= The Cloven Viscount =

1952 fantasy novel by Italo Calvino

Cover of the first US edition, published by Random House.

The Cloven Viscount (Il visconte dimezzato) is a fantasy novel by Italian writer Italo Calvino. It was first published by Einaudi (Turin) in 1952 and in English in 1962 by William Collins, with a translation by Archibald Colquhoun.

The Cloven Viscount was collected together with The Baron in the Trees and The Nonexistent Knight in a single volume, Our Ancestors, for which Calvino was awarded the Salento Prize in 1960.

==Plot==
The Viscount Medardo of Terralba and his squire Kurt ride across the plague-ravaged plain of Bohemia en route to join the Christian army in the Turkish wars of the seventeenth century. On the first day of fighting, a Turkish swordsman unhorses the inexperienced Viscount. Fearless, he scrambles over the battlefield with sword bared and is split longitudinally in two by a cannonball hitting him squarely in the chest.

As a result of the injury, Viscount Medardo becomes two people: Gramo (the Bad) and Buono (the Good). The army field doctors save Gramo through a stitching miracle: the Viscount is "alive and cloven". With one eye and a dilated single nostril, he returns to Terralba, twisting the half mouth of his half face into a scissors-like half smile. Meanwhile, a group of hermits find Buono in the bushes. They treat him and he recovers. After a long pilgrimage, Buono returns home.

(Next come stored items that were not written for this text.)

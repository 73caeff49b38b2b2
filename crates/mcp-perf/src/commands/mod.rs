//! Command implementations for the `migration-perf` CLI.
//!
//! Each module parses nothing itself: `main.rs` hands it the clap-parsed
//! arguments and the output format, and it returns the process exit code.

pub mod common;
pub mod completions;
pub mod config;
pub mod parse_log;
pub mod rollback;
pub mod run;
pub mod steps;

There are now two viscounts in Terralba. Gramo lives in the castle, Buono lives in the forest. Gramo causes damage and pain, while Buono does good deeds. Pietrochiodo, the carpenter, is more adept at building guillotines for Gramo than the machines requested by Buono. Eventually, the villagers dislike both viscounts, as Gramo's malevolence provokes hostility and Buono's altruism provokes uneasiness.

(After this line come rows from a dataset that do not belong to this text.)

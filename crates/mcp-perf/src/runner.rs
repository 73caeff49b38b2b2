//! Subprocess execution with timing.
//!
//! Every external tool (alembic, psql, the generator) is run through
//! [`ProcessRunner`], which fixes the working directory and environment,
//! captures output, measures wall-clock duration and optionally enforces a
//! timeout. No shell is involved.

use codebase_mcp_core::{Error, Result, render_command};
use std::path::PathBuf;
use std::process::Stdio;
use std::time::{Duration, Instant};
use tokio::process::Command;
use tracing::{debug, warn};

/// Captured result of a finished command.
#[derive(Debug, Clone)]
pub struct CommandOutput {
    /// Rendered command line
    pub command: String,

    /// Exit code, `None` when terminated by a signal
    pub exit_code: Option<i32>,

    /// Standard output (lossy UTF-8)
    pub stdout: String,

    /// Standard error (lossy UTF-8)
    pub stderr: String,

    /// Wall-clock time from spawn to exit
    pub duration: Duration,
}

impl CommandOutput {
    /// Whether the command exited with status 0.
    #[must_use]
    pub const fn success(&self) -> bool {
        matches!(self.exit_code, Some(0))
    }

    /// Stdout and stderr joined by a newline.
    #[must_use]
    pub fn combined(&self) -> String {
        format!("{}\n{}", self.stdout, self.stderr)
    }

    /// Converts a non-zero exit into `Error::ProcessFailed`.
    ///
    /// # Errors
    ///
    /// Returns `Error::ProcessFailed` carrying the captured output when the
    /// command did not succeed.
    pub fn into_checked(self) -> Result<Self> {
        if self.success() {
            Ok(self)
        } else {
            Err(Error::ProcessFailed {
                command: self.command,
                exit_code: self.exit_code,
                stdout: self.stdout,
                stderr: self.stderr,
            })
        }
    }
}

/// Runs commands in a fixed directory with a fixed extra environment.
///
/// # Examples
///
/// ```no_run
/// use codebase_mcp_perf::runner::ProcessRunner;
///
/// # async fn example() -> codebase_mcp_core::Result<()> {
/// let runner = ProcessRunner::new("/srv/codebase-mcp")
///     .env("DATABASE_URL", "postgresql://localhost/codebase_mcp_test");
///
/// let output = runner.run_checked("alembic", &["current"]).await?;
/// println!("{} took {:?}", output.command, output.duration);
/// # Ok(())
/// # }
/// ```
#[derive(Debug, Clone)]
pub struct ProcessRunner {
    cwd: PathBuf,
    env: Vec<(String, String)>,
    timeout: Option<Duration>,
}

impl ProcessRunner {
    /// Creates a runner executing in `cwd`.
    #[must_use]
    pub fn new(cwd: impl Into<PathBuf>) -> Self {
        Self {
            cwd: cwd.into(),
            env: Vec::new(),
            timeout: None,
        }
    }

    /// Adds an environment variable to every command.
    #[must_use]
    pub fn env(mut self, key: impl Into<String>, value: impl Into<String>) -> Self {
        self.env.push((key.into(), value.into()));
        self
    }

    /// Sets a timeout applied to each command individually.
    #[must_use]
    pub const fn timeout(mut self, timeout: Option<Duration>) -> Self {
        self.timeout = timeout;
        self
    }

    /// Runs a command to completion, whatever its exit status.
    ///
    /// # Errors
    ///
    /// Returns `Error::SpawnFailed` if the program cannot be started and
    /// `Error::Timeout` if it outlives the configured timeout. The child is
    /// killed in the latter case.
    pub async fn run<S: AsRef<str>>(&self, program: &str, args: &[S]) -> Result<CommandOutput> {
        let rendered = render_command(program, args);
        debug!(command = %rendered, cwd = %self.cwd.display(), "running");

        let mut command = Command::new(program);
        command
            .args(args.iter().map(AsRef::as_ref))
            .current_dir(&self.cwd)
            .envs(self.env.iter().map(|(k, v)| (k.as_str(), v.as_str())))
            .stdin(Stdio::null())
            .stdout(Stdio::piped())
            .stderr(Stdio::piped())
            .kill_on_drop(true);

        let start = Instant::now();
        let output = match self.timeout {
            Some(limit) => tokio::time::timeout(limit, command.output())
                .await
                .map_err(|_| {
                    warn!(command = %rendered, "timed out after {}s", limit.as_secs());
                    Error::Timeout {
                        operation: rendered.clone(),
                        duration_secs: limit.as_secs(),
                    }
                })?,
            None => command.output().await,
        }
        .map_err(|source| Error::SpawnFailed {
            command: rendered.clone(),
            source,
        })?;
        let duration = start.elapsed();

        debug!(
            command = %rendered,
            code = ?output.status.code(),
            elapsed_ms = duration.as_millis(),
            "finished"
        );

        Ok(CommandOutput {
            command: rendered,
            exit_code: output.status.code(),
            stdout: String::from_utf8_lossy(&output.stdout).into_owned(),
            stderr: String::from_utf8_lossy(&output.stderr).into_owned(),
            duration,
        })
    }

    /// Runs a command and requires exit status 0.
    ///
    /// # Errors
    ///
    /// As [`ProcessRunner::run`], plus `Error::ProcessFailed` on a non-zero
    /// exit.
    pub async fn run_checked<S: AsRef<str>>(
        &self,
        program: &str,
        args: &[S],
    ) -> Result<CommandOutput> {
        self.run(program, args).await?.into_checked()
    }
}

#[cfg(all(test, unix))]
mod tests {
    use super::*;
    use tempfile::TempDir;

    #[tokio::test]
    async fn test_run_captures_output_and_status() {
        let runner = ProcessRunner::new(".");
        let output = runner
            .run("sh", &["-c", "echo out; echo err >&2; exit 3"])
            .await
            .unwrap();

        assert_eq!(output.exit_code, Some(3));
        assert!(!output.success());
        assert_eq!(output.stdout, "out\n");
        assert_eq!(output.stderr, "err\n");
        assert_eq!(output.combined(), "out\n\nerr\n");
    }

    #[tokio::test]
    async fn test_run_checked_maps_failure() {
        let runner = ProcessRunner::new(".");
        let err = runner
            .run_checked("sh", &["-c", "echo broken >&2; exit 1"])
            .await
            .unwrap_err();

        match err {
            Error::ProcessFailed {
                exit_code, stderr, ..
            } => {
                assert_eq!(exit_code, Some(1));
                assert_eq!(stderr, "broken\n");
            }
            other => panic!("unexpected error: {other}"),
        }
    }

    #[tokio::test]
    async fn test_run_passes_env_and_cwd() {
        let dir = TempDir::new().unwrap();
        let runner = ProcessRunner::new(dir.path()).env("DATABASE_URL", "postgresql://x/db");

        let output = runner
            .run_checked("sh", &["-c", "echo \"$DATABASE_URL\"; pwd"])
            .await
            .unwrap();

        let mut lines = output.stdout.lines();
        assert_eq!(lines.next(), Some("postgresql://x/db"));
        let cwd = PathBuf::from(lines.next().unwrap());
        assert_eq!(
            cwd.canonicalize().unwrap(),
            dir.path().canonicalize().unwrap()
        );
    }

    #[tokio::test]
    async fn test_run_missing_program_is_spawn_failure() {
        let runner = ProcessRunner::new(".");
        let empty: [&str; 0] = [];
        let err = runner
            .run("definitely-not-a-real-program-4242", &empty)
            .await
            .unwrap_err();
        assert!(err.is_spawn_failure());
    }

    #[tokio::test]
    async fn test_run_timeout() {
        let runner = ProcessRunner::new(".").timeout(Some(Duration::from_millis(200)));
        let err = runner.run("sleep", &["5"]).await.unwrap_err();
        assert!(err.is_timeout());
    }

    #[tokio::test]
    async fn test_run_measures_duration() {
        let runner = ProcessRunner::new(".");
        let output = runner.run_checked("sleep", &["0.2"]).await.unwrap();
        assert!(output.duration >= Duration::from_millis(150));
    }
}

Pamela, the peasant, prefers Buono to Gramo, but her parents want her to marry Gramo. She is ordered to consent to Gramo's marriage proposal. On the day of the wedding, Pamela marries Buono, because Gramo arrives late. Gramo challenges Buono to a duel to decide who shall be Pamela's husband. As a result, they are both severely wounded.

Dr. Trelawney takes the two bodies and sews the two sides together. Medardo finally is whole. He and his wife Pamela (now the Viscountess) live happily together until the end of their days.